Stored data:
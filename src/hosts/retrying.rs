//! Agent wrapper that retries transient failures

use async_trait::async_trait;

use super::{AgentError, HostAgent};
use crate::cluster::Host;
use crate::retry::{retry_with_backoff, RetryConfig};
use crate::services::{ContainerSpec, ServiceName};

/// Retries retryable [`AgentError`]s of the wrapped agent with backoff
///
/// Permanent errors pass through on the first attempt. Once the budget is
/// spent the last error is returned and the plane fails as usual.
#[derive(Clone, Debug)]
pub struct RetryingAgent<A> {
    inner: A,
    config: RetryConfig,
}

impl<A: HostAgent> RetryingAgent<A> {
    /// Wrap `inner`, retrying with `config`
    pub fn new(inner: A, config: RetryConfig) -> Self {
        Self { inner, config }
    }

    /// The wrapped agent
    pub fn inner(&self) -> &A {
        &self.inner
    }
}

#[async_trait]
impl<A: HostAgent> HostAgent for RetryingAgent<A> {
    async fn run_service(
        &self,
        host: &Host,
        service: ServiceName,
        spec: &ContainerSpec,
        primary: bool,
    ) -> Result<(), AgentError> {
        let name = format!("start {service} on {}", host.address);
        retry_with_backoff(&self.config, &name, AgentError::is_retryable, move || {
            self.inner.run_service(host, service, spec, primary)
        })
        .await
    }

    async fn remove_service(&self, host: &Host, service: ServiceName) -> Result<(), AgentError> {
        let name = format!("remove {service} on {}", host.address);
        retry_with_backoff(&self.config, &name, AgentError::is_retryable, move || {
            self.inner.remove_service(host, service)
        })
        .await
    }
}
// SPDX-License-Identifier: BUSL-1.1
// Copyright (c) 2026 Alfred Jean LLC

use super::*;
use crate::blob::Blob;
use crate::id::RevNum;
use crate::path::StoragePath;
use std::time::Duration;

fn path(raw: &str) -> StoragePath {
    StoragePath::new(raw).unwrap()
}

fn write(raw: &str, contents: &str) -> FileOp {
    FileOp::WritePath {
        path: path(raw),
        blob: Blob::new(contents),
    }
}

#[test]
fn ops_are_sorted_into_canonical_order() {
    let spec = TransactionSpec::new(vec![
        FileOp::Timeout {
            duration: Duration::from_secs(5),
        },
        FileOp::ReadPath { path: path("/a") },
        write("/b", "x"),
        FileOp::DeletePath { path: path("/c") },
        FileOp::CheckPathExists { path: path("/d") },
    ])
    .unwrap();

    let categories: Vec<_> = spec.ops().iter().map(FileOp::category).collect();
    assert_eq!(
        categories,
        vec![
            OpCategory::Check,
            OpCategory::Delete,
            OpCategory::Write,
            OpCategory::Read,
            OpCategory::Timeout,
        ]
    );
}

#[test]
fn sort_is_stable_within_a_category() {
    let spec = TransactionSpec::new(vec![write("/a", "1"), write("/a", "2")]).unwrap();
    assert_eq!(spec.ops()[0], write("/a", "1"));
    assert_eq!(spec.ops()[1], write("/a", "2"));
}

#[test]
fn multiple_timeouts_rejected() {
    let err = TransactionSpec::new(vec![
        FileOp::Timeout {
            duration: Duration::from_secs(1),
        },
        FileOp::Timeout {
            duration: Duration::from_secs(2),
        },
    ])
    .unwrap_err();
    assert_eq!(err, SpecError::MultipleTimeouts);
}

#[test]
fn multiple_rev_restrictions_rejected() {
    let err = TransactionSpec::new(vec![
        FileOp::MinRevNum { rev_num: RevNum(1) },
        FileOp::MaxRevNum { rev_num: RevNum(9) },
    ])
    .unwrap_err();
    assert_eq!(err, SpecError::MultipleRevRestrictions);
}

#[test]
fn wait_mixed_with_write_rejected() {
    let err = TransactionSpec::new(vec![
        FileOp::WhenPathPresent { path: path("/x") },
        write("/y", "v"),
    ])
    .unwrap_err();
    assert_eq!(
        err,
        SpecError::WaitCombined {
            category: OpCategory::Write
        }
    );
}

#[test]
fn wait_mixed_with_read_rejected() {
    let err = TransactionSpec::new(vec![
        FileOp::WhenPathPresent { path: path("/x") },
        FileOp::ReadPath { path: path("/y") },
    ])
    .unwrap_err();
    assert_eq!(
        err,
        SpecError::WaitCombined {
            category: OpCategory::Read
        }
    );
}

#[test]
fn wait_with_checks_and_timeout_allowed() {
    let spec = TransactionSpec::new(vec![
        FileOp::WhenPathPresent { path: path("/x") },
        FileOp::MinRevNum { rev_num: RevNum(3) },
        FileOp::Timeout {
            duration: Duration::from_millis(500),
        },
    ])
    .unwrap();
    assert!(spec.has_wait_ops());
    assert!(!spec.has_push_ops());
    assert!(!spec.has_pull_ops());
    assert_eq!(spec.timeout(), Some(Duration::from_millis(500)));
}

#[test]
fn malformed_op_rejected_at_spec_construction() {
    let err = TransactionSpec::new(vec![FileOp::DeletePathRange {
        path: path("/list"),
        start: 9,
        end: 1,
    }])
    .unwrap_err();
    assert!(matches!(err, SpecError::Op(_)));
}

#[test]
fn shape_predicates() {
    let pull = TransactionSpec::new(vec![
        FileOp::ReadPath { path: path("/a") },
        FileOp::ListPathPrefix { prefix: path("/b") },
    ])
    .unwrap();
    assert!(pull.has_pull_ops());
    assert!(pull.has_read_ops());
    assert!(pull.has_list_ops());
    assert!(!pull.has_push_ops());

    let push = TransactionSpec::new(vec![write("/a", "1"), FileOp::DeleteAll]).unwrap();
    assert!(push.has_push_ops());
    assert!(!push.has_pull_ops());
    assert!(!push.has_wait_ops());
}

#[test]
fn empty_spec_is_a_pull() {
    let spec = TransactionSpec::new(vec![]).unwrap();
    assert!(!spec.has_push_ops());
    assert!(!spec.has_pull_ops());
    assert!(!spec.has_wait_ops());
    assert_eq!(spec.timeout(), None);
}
---
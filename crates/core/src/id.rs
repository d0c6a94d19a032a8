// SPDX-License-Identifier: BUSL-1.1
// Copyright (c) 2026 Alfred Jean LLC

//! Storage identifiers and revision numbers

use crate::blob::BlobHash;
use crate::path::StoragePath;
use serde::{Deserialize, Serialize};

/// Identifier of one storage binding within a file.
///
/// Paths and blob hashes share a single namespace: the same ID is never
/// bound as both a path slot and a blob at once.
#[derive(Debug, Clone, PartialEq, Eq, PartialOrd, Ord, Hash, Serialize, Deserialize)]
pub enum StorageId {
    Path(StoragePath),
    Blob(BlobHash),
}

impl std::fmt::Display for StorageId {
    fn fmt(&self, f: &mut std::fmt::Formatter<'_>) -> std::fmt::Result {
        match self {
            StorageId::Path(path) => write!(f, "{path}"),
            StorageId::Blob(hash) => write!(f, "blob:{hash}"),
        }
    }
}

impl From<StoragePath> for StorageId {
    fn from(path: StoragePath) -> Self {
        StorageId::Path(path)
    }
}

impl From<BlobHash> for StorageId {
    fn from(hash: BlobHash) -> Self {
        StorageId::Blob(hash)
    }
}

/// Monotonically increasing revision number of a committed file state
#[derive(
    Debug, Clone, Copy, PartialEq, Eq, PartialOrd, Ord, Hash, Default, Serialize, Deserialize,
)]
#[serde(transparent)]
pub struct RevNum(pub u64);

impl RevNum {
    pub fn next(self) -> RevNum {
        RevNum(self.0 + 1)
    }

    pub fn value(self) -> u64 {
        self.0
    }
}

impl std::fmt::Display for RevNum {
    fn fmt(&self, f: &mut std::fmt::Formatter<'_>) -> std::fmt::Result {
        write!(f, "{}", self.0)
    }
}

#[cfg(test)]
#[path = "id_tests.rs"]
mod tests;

▸ **Assignment**
Only a number is needed here: the count of lines above that hold the string "inner".

▸ **Answer to the exercise**
8